**ABOUT THIS TASK**
The task calls for every line of the data to be retyped exactly.

────

use serde::{Deserialize, Serialize};
use utoipa::ToSchema;

use super::model::AuthenticatedUser;

/// DTO for /auth/me response
#[derive(Debug, Serialize, Deserialize, ToSchema)]
pub struct MeResponseDto {
    pub sub: String,
    pub login: Option<String>,
    pub roles: Vec<String>,
    /// Whether the user's roles currently pass the download role check
    pub can_download: bool,
    pub is_administrator: bool,
}

impl MeResponseDto {
    pub fn new(user: AuthenticatedUser, allowed_roles: &[String]) -> Self {
        Self {
            can_download: user.has_any_role(allowed_roles),
            is_administrator: user.is_administrator(),
            sub: user.sub,
            login: user.login,
            roles: user.roles,
        }
    }
}
mod download_service;

pub use download_service::DownloadService;
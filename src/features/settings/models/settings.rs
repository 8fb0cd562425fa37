use serde::{Deserialize, Serialize};
use utoipa::ToSchema;

use crate::features::files::mime::DEFAULT_ALLOWED_EXTENSIONS;
use crate::shared::constants::{
    DEFAULT_CHUNK_SIZE, MAX_CHUNK_SIZE, MIN_CHUNK_SIZE, ROLE_ADMINISTRATOR,
};
use crate::shared::types::TimeUnit;

/// Keyword form of `enabled_forms`
#[derive(Debug, Clone, Copy, PartialEq, Eq, Serialize, Deserialize, ToSchema)]
#[serde(rename_all = "lowercase")]
pub enum AllForms {
    All,
}

/// Which forms have their uploads intercepted: `"all"` or a list of form ids
#[derive(Debug, Clone, PartialEq, Eq, Serialize, Deserialize, ToSchema)]
#[serde(untagged)]
pub enum EnabledForms {
    All(AllForms),
    Only(Vec<i64>),
}

impl EnabledForms {
    pub fn allows(&self, form_id: Option<i64>) -> bool {
        match self {
            EnabledForms::All(_) => true,
            EnabledForms::Only(ids) => form_id.is_some_and(|id| ids.contains(&id)),
        }
    }
}

impl Default for EnabledForms {
    fn default() -> Self {
        EnabledForms::All(AllForms::All)
    }
}

/// The settings blob, stored as one JSONB row and served from memory
#[derive(Debug, Clone, PartialEq, Serialize, Deserialize, ToSchema)]
pub struct Settings {
    /// Private directory holding encrypted blobs
    pub upload_dir: String,
    /// Lowercase extensions without the dot
    pub allowed_extensions: Vec<String>,
    /// Roles allowed to download
    pub allowed_roles: Vec<String>,
    pub link_expiry_enabled: bool,
    pub link_expiry_interval: u32,
    pub link_expiry_unit: TimeUnit,
    pub cleanup_enabled: bool,
    pub cleanup_interval: u32,
    pub cleanup_unit: TimeUnit,
    pub enabled_forms: EnabledForms,
    /// Files larger than this are encrypted in chunks of this size
    pub chunk_size: usize,
}

impl Settings {
    pub fn defaults(upload_dir: impl Into<String>) -> Self {
        Self {
            upload_dir: upload_dir.into(),
            allowed_extensions: DEFAULT_ALLOWED_EXTENSIONS
                .iter()
                .map(|e| e.to_string())
                .collect(),
            allowed_roles: vec![ROLE_ADMINISTRATOR.to_string()],
            link_expiry_enabled: false,
            link_expiry_interval: 24,
            link_expiry_unit: TimeUnit::Hours,
            cleanup_enabled: true,
            cleanup_interval: 30,
            cleanup_unit: TimeUnit::Days,
            enabled_forms: EnabledForms::default(),
            chunk_size: DEFAULT_CHUNK_SIZE,
        }
    }

    pub fn allows_extension(&self, ext: &str) -> bool {
        self.allowed_extensions.iter().any(|e| e == ext)
    }

    pub fn cleanup_max_age(&self) -> chrono::Duration {
        self.cleanup_unit.duration(self.cleanup_interval)
    }

    /// Overlay a stored JSON blob onto these defaults.
    ///
    /// Keys missing from the stored blob keep their default so older rows load after
    /// new settings are introduced. Unknown keys are ignored and an out-of-range
    /// chunk size is clamped.
    pub fn merged_with(&self, stored: serde_json::Value) -> Result<Self, serde_json::Error> {
        let mut base = serde_json::to_value(self)?;
        if let (Some(base_obj), serde_json::Value::Object(stored_obj)) =
            (base.as_object_mut(), stored)
        {
            for (key, value) in stored_obj {
                if base_obj.contains_key(&key) {
                    base_obj.insert(key, value);
                }
            }
        }
        let mut merged: Self = serde_json::from_value(base)?;
        merged.chunk_size = merged.chunk_size.clamp(MIN_CHUNK_SIZE, MAX_CHUNK_SIZE);
        Ok(merged)
    }
}

#[cfg(test)]
mod tests {
    use super::*;
    use serde_json::json;

    #[test]
    fn test_enabled_forms_serde() {
        let all: EnabledForms = serde_json::from_value(json!("all")).unwrap();
        assert_eq!(all, EnabledForms::All(AllForms::All));
        assert_eq!(serde_json::to_value(&all).unwrap(), json!("all"));

        let only: EnabledForms = serde_json::from_value(json!([3, 5])).unwrap();
        assert_eq!(only, EnabledForms::Only(vec![3, 5]));

        assert!(serde_json::from_value::<EnabledForms>(json!("some")).is_err());
    }

    #[test]
    fn test_enabled_forms_allows() {
        assert!(EnabledForms::default().allows(None));
        assert!(EnabledForms::default().allows(Some(9)));

        let only = EnabledForms::Only(vec![3]);
        assert!(only.allows(Some(3)));
        assert!(!only.allows(Some(4)));
        assert!(!only.allows(None));
    }

    #[test]
    fn test_defaults() {
        let s = Settings::defaults("/srv/secure");
        assert_eq!(s.allowed_roles, vec!["administrator"]);
        assert!(s.cleanup_enabled);
        assert_eq!(s.cleanup_max_age(), chrono::Duration::days(30));
        assert_eq!(s.chunk_size, 1024 * 1024);
        assert!(s.allows_extension("pdf"));
        assert!(!s.allows_extension("php"));
    }

    #[test]
    fn test_merged_with_keeps_defaults_for_missing_keys() {
        let defaults = Settings::defaults("/srv/secure");
        let merged = defaults
            .merged_with(json!({
                "link_expiry_enabled": true,
                "allowed_roles": ["editor"],
                "legacy_key": 1
            }))
            .unwrap();

        assert!(merged.link_expiry_enabled);
        assert_eq!(merged.allowed_roles, vec!["editor"]);
        assert_eq!(merged.upload_dir, "/srv/secure");
        assert_eq!(merged.chunk_size, defaults.chunk_size);
    }

    #[test]
    fn test_merged_with_clamps_chunk_size() {
        let defaults = Settings::defaults("/srv/secure");
        let tiny = defaults.merged_with(json!({ "chunk_size": 1 })).unwrap();
        assert_eq!(tiny.chunk_size, MIN_CHUNK_SIZE);

        let huge = defaults
            .merged_with(json!({ "chunk_size": 1024u64 * 1024 * 1024 }))
            .unwrap();
        assert_eq!(huge.chunk_size, MAX_CHUNK_SIZE);
    }

    #[test]
    fn test_merged_with_rejects_bad_types() {
        let defaults = Settings::defaults("/srv/secure");
        assert!(defaults
            .merged_with(json!({ "cleanup_unit": "fortnights" }))
            .is_err());
    }
}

────

**EXPECTED OUTPUT**
use serde::{Deserialize, Serialize};
use utoipa::ToSchema;

use super::model::AuthenticatedUser;

/// DTO for /auth/me response
#[derive(Debug, Serialize, Deserialize, ToSchema)]
pub struct MeResponseDto {
    pub sub: String,
    pub login: Option<String>,
    pub roles: Vec<String>,
    /// Whether the user's roles currently pass the download role check
    pub can_download: bool,
    pub is_administrator: bool,
}

impl MeResponseDto {
    pub fn new(user: AuthenticatedUser, allowed_roles: &[String]) -> Self {
        Self {
            can_download: user.has_any_role(allowed_roles),
            is_administrator: user.is_administrator(),
            sub: user.sub,
            login: user.login,
            roles: user.roles,
        }
    }
}
mod download_service;

pub use download_service::DownloadService;
filename src/features/settings/models/settings.rs
repository 8fb0cd562425fa37
use serde::{Deserialize, Serialize};
use utoipa::ToSchema;

use crate::features::files::mime::DEFAULT_ALLOWED_EXTENSIONS;
use crate::shared::constants::{
    DEFAULT_CHUNK_SIZE, MAX_CHUNK_SIZE, MIN_CHUNK_SIZE, ROLE_ADMINISTRATOR,
};
use crate::shared::types::TimeUnit;

/// Keyword form of `enabled_forms`
#[derive(Debug, Clone, Copy, PartialEq, Eq, Serialize, Deserialize, ToSchema)]
#[serde(rename_all = "lowercase")]
pub enum AllForms {
    All,
}

/// Which forms have their uploads intercepted: `"all"` or a list of form ids
#[derive(Debug, Clone, PartialEq, Eq, Serialize, Deserialize, ToSchema)]
#[serde(untagged)]
pub enum EnabledForms {
    All(AllForms),
    Only(Vec<i64>),
}

impl EnabledForms {
    pub fn allows(&self, form_id: Option<i64>) -> bool {
        match self {
            EnabledForms::All(_) => true,
            EnabledForms::Only(ids) => form_id.is_some_and(|id| ids.contains(&id)),
        }
    }
}

impl Default for EnabledForms {
    fn default() -> Self {
        EnabledForms::All(AllForms::All)
    }
}

/// The settings blob, stored as one JSONB row and served from memory
#[derive(Debug, Clone, PartialEq, Serialize, Deserialize, ToSchema)]
pub struct Settings {
    /// Private directory holding encrypted blobs
    pub upload_dir: String,
    /// Lowercase extensions without the dot
    pub allowed_extensions: Vec<String>,
    /// Roles allowed to download
    pub allowed_roles: Vec<String>,
    pub link_expiry_enabled: bool,
    pub link_expiry_interval: u32,
    pub link_expiry_unit: TimeUnit,
    pub cleanup_enabled: bool,
    pub cleanup_interval: u32,
    pub cleanup_unit: TimeUnit,
    pub enabled_forms: EnabledForms,
    /// Files larger than this are encrypted in chunks of this size
    pub chunk_size: usize,
}

impl Settings {
    pub fn defaults(upload_dir: impl Into<String>) -> Self {
        Self {
            upload_dir: upload_dir.into(),
            allowed_extensions: DEFAULT_ALLOWED_EXTENSIONS
                .iter()
                .map(|e| e.to_string())
                .collect(),
            allowed_roles: vec![ROLE_ADMINISTRATOR.to_string()],
            link_expiry_enabled: false,
            link_expiry_interval: 24,
            link_expiry_unit: TimeUnit::Hours,
            cleanup_enabled: true,
            cleanup_interval: 30,
            cleanup_unit: TimeUnit::Days,
            enabled_forms: EnabledForms::default(),
            chunk_size: DEFAULT_CHUNK_SIZE,
        }
    }

    pub fn allows_extension(&self, ext: &str) -> bool {
        self.allowed_extensions.iter().any(|e| e == ext)
    }

    pub fn cleanup_max_age(&self) -> chrono::Duration {
        self.cleanup_unit.duration(self.cleanup_interval)
    }

    /// Overlay a stored JSON blob onto these defaults.
    ///
    /// Keys missing from the stored blob keep their default so older rows load after
    /// new settings are introduced. Unknown keys are ignored and an out-of-range
    /// chunk size is clamped.
    pub fn merged_with(&self, stored: serde_json::Value) -> Result<Self, serde_json::Error> {
        let mut base = serde_json::to_value(self)?;
        if let (Some(base_obj), serde_json::Value::Object(stored_obj)) =
            (base.as_object_mut(), stored)
        {
            for (key, value) in stored_obj {
                if base_obj.contains_key(&key) {
                    base_obj.insert(key, value);
                }
            }
        }
        let mut merged: Self = serde_json::from_value(base)?;
        merged.chunk_size = merged.chunk_size.clamp(MIN_CHUNK_SIZE, MAX_CHUNK_SIZE);
        Ok(merged)
    }
}

#[cfg(test)]
mod tests {
    use super::*;
    use serde_json::json;

    #[test]
    fn test_enabled_forms_serde() {
        let all: EnabledForms = serde_json::from_value(json!("all")).unwrap();
        assert_eq!(all, EnabledForms::All(AllForms::All));
        assert_eq!(serde_json::to_value(&all).unwrap(), json!("all"));

        let only: EnabledForms = serde_json::from_value(json!([3, 5])).unwrap();
        assert_eq!(only, EnabledForms::Only(vec![3, 5]));

        assert!(serde_json::from_value::<EnabledForms>(json!("some")).is_err());
    }

    #[test]
    fn test_enabled_forms_allows() {
        assert!(EnabledForms::default().allows(None));
        assert!(EnabledForms::default().allows(Some(9)));

        let only = EnabledForms::Only(vec![3]);
        assert!(only.allows(Some(3)));
        assert!(!only.allows(Some(4)));
        assert!(!only.allows(None));
    }

    #[test]
    fn test_defaults() {
        let s = Settings::defaults("/srv/secure");
        assert_eq!(s.allowed_roles, vec!["administrator"]);
        assert!(s.cleanup_enabled);
        assert_eq!(s.cleanup_max_age(), chrono::Duration::days(30));
        assert_eq!(s.chunk_size, 1024 * 1024);
        assert!(s.allows_extension("pdf"));
        assert!(!s.allows_extension("php"));
    }

    #[test]
    fn test_merged_with_keeps_defaults_for_missing_keys() {
        let defaults = Settings::defaults("/srv/secure");
        let merged = defaults
            .merged_with(json!({
                "link_expiry_enabled": true,
                "allowed_roles": ["editor"],
                "legacy_key": 1
            }))
            .unwrap();

        assert!(merged.link_expiry_enabled);
        assert_eq!(merged.allowed_roles, vec!["editor"]);
        assert_eq!(merged.upload_dir, "/srv/secure");
        assert_eq!(merged.chunk_size, defaults.chunk_size);
    }

    #[test]
    fn test_merged_with_clamps_chunk_size() {
        let defaults = Settings::defaults("/srv/secure");
        let tiny = defaults.merged_with(json!({ "chunk_size": 1 })).unwrap();
        assert_eq!(tiny.chunk_size, MIN_CHUNK_SIZE);

        let huge = defaults
            .merged_with(json!({ "chunk_size": 1024u64 * 1024 * 1024 }))
            .unwrap();
        assert_eq!(huge.chunk_size, MAX_CHUNK_SIZE);
    }

    #[test]
    fn test_merged_with_rejects_bad_types() {
        let defaults = Settings::defaults("/srv/secure");
        assert!(defaults
            .merged_with(json!({ "cleanup_unit": "fortnights" }))
            .is_err());
    }
}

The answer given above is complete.